Self-Adhered flexible PV arrays installed over a mechanically attached or induction welded membrane will billow and flutter with the roof membrane during high wind events. Over time, this could create additional stress on the PV arrays, their interface with the membrane, and their electrical connections, and may compromise the solar and roof system performance. Therefore, an adhered roof membrane can contribute to a roof system lifespan that will better match that of the self-adhered flexible PV arrays, and help enhance the performance of both. Of course, it’s necessary to verify material compatibility, long-term durability and heat aging capabilities of the adhesive to the roof membrane and PV arrays, as well as compliance with local code and uplift resistance requirements. For self-adhering PV, use a high temperature-resistant roof membrane as heat collects below these arrays, raising the temperature of the membrane in these locations. Where a standard membrane is utilized, flexible PV should be installed to a sacrificial layer of an adhered roof membrane.
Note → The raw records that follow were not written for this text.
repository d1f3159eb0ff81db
//! Typed failures surfaced by the listing pipeline.

use thiserror::Error;

/// Errors returned by [`ListingService`](crate::listing::ListingService)
/// and collection parsing.
///
/// An empty listing is never an error: callers receive `Ok` with zero
/// results, so "no matches" and "query failed" stay distinguishable.
#[derive(Debug, Error)]
pub enum ListingError {
    /// The requested collection name is not one of the known collections.
    #[error("unknown collection: {0}")]
    InvalidCollection(String),

    /// An entry with this id is already stored.
    #[error("entry already exists: {0}")]
    Conflict(String),

    /// A store operation failed.
    #[error("store query failed: {0:#}")]
    Store(#[from] anyhow::Error),
}

impl ListingError {
    /// Classifies a store failure, lifting [`DuplicateEntry`] to [`ListingError::Conflict`].
    pub fn from_store(err: anyhow::Error) -> Self {
        match err.downcast_ref::<DuplicateEntry>() {
            Some(duplicate) => ListingError::Conflict(duplicate.id.clone()),
            None => ListingError::Store(err),
        }
    }
}

/// Raised by [`Store`](crate::store::Store) implementations when an insert
/// reuses an existing entry id.
#[derive(Debug, Error)]
#[error("entry already exists: {id}")]
pub struct DuplicateEntry {
    pub id: String,
}
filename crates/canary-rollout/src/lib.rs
//! canary-rollout — health-gated canary rollout of an instance template.
//!
//! Drives a managed instance group from its current template to a new
//! one by repeatedly doubling a canary slice, waiting for the group to
//! converge, and checking that no canary instance is unhealthy behind
//! the load balancer.
//!
//! # State Machine
//!
//! ```text
//! initialize ──► scale ──► wait for stability ──► health gate ──► done?
//!                  ▲                                               │ no
//!                  └───────────────────────────────────────────────┘
//! ```
//!
//! Canary sizes grow 1, 2, 4, 8, ... until doubling meets the group's
//! target size, at which point the group collapses onto the new template
//! alone. Every error is fatal; the only internal retry is the bounded
//! stability poll. Already-applied steps are never rolled back.
//!
//! # Components
//!
//! - **`api`** — `FleetApi`, the control-plane capability the orchestrator needs
//! - **`scale`** — pure canary sizing and patch construction, done-check
//! - **`stability`** — bounded convergence poll
//! - **`health`** — canary health gate
//! - **`clock`** — injectable sleeper and cancellation handle
//! - **`orchestrator`** — the rollout loop

pub mod api;
pub mod clock;
pub mod health;
pub mod orchestrator;
pub mod scale;
pub mod stability;

#[cfg(test)]
mod fake;

pub use api::FleetApi;
pub use clock::{Shutdown, Sleeper, TokioSleeper};
pub use orchestrator::{Orchestrator, RolloutSummary};
pub use scale::{is_done, plan_scale, ScalePlan};
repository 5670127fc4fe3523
pub mod start;
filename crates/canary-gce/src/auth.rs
//! Access-token acquisition for the Compute Engine API.
//!
//! An explicit `GOOGLE_OAUTH_ACCESS_TOKEN` wins. Otherwise application
//! default credentials are resolved through `gcp_auth`, which tries
//! `GOOGLE_APPLICATION_CREDENTIALS`, the gcloud user credentials, and the
//! metadata server in turn and refreshes tokens before they expire.

use std::sync::Arc;

use canary_core::{FleetError, FleetResult};
use gcp_auth::TokenProvider;
use tracing::debug;

/// Environment variable holding a pre-issued OAuth access token.
pub const TOKEN_ENV_VAR: &str = "GOOGLE_OAUTH_ACCESS_TOKEN";

/// OAuth scope covering every Compute Engine call the rollout makes.
pub const COMPUTE_SCOPE: &str = "https://www.googleapis.com/auth/compute";

/// Where bearer tokens come from.
pub struct TokenSource {
    kind: SourceKind,
}

enum SourceKind {
    /// A fixed token, never refreshed.
    Static(String),
    /// Application default credentials; caching and refresh are the
    /// provider's.
    Provider(Arc<dyn TokenProvider>),
}

impl TokenSource {
    /// Use `GOOGLE_OAUTH_ACCESS_TOKEN` if set, otherwise application
    /// default credentials.
    pub async fn from_env() -> FleetResult<Self> {
        if let Some(token) = explicit_token(std::env::var(TOKEN_ENV_VAR).ok()) {
            return Ok(Self::fixed(token));
        }

        let provider = gcp_auth::provider()
            .await
            .map_err(|e| FleetError::api("load application default credentials", e))?;
        Ok(Self::from_provider(provider))
    }

    pub fn fixed(token: impl Into<String>) -> Self {
        Self {
            kind: SourceKind::Static(token.into()),
        }
    }

    pub fn from_provider(provider: Arc<dyn TokenProvider>) -> Self {
        Self {
            kind: SourceKind::Provider(provider),
        }
    }

    pub fn describe(&self) -> &'static str {
        match self.kind {
            SourceKind::Static(_) => TOKEN_ENV_VAR,
            SourceKind::Provider(_) => "application default credentials",
        }
    }

    /// Current bearer token.
    pub async fn token(&self) -> FleetResult<String> {
        match &self.kind {
            SourceKind::Static(token) => Ok(token.clone()),
            SourceKind::Provider(provider) => {
                let token = provider
                    .token(&[COMPUTE_SCOPE])
                    .await
                    .map_err(|e| FleetError::api("obtain access token", e))?;
                debug!(scope = COMPUTE_SCOPE, "obtained access token");
                Ok(token.as_str().to_string())
            }
        }
    }
}

/// A non-blank override token, trimmed.
fn explicit_token(value: Option<String>) -> Option<String> {
    value
        .map(|v| v.trim().to_string())
        .filter(|v| !v.is_empty())
}

#[cfg(test)]
mod tests {
    use super::*;

    #[tokio::test]
    async fn static_token_is_returned_as_is() {
        let source = TokenSource::fixed("ya29.abc");
        assert_eq!(source.token().await.unwrap(), "ya29.abc");
        assert_eq!(source.describe(), TOKEN_ENV_VAR);
    }

    #[test]
    fn override_token_is_trimmed() {
        assert_eq!(
            explicit_token(Some("  ya29.abc\n".to_string())),
            Some("ya29.abc".to_string())
        );
    }

    #[test]
    fn blank_override_falls_through_to_credentials() {
        assert_eq!(explicit_token(None), None);
        assert_eq!(explicit_token(Some("   ".to_string())), None);
    }
}
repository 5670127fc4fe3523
//! Page-token walking for Compute Engine list calls.

use std::future::Future;
use std::ops::ControlFlow;

use canary_core::FleetResult;
use reqwest::RequestBuilder;

/// A list response that may point at a following page.
pub trait Paged {
    fn next_page_token(&self) -> Option<&str>;
}

/// Attach `pageToken` when continuing a listing.
pub fn with_page_token(req: RequestBuilder, token: Option<&str>) -> RequestBuilder {
    match token {
        Some(token) => req.query(&[("pageToken", token)]),
        None => req,
    }
}

/// Fetch pages until `visit` breaks or a page carries no `nextPageToken`.
///
/// `fetch` gets `None` for the first page and the previous page's token
/// afterwards. An empty token ends the walk like a missing one. Returns the
/// value `visit` broke with, or `None` when every page was visited.
pub async fn walk_pages<P, T, F, Fut, V>(mut fetch: F, mut visit: V) -> FleetResult<Option<T>>
where
    P: Paged,
    F: FnMut(Option<String>) -> Fut,
    Fut: Future<Output = FleetResult<P>>,
    V: FnMut(P) -> ControlFlow<T>,
{
    let mut token = None;
    loop {
        let page = fetch(token.take()).await?;
        let next = page
            .next_page_token()
            .filter(|t| !t.is_empty())
            .map(str::to_string);

        if let ControlFlow::Break(found) = visit(page) {
            return Ok(Some(found));
        }

        match next {
            Some(next) => token = Some(next),
            None => return Ok(None),
        }
    }
}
For attached or penetrating systems (i.e. non-ballasted) PV rack mounting systems, mechanically attached or induction welded roof membranes could be more suitable than with ballasted PV systems. Attached PV arrays do not move or shift over the membrane and the array attachment points might act as additional anchors for the membrane. Attached and penetrating systems can be structurally connected to the roof deck below the roof membrane; these connections can be designed to provide robust wind-uplift capacity.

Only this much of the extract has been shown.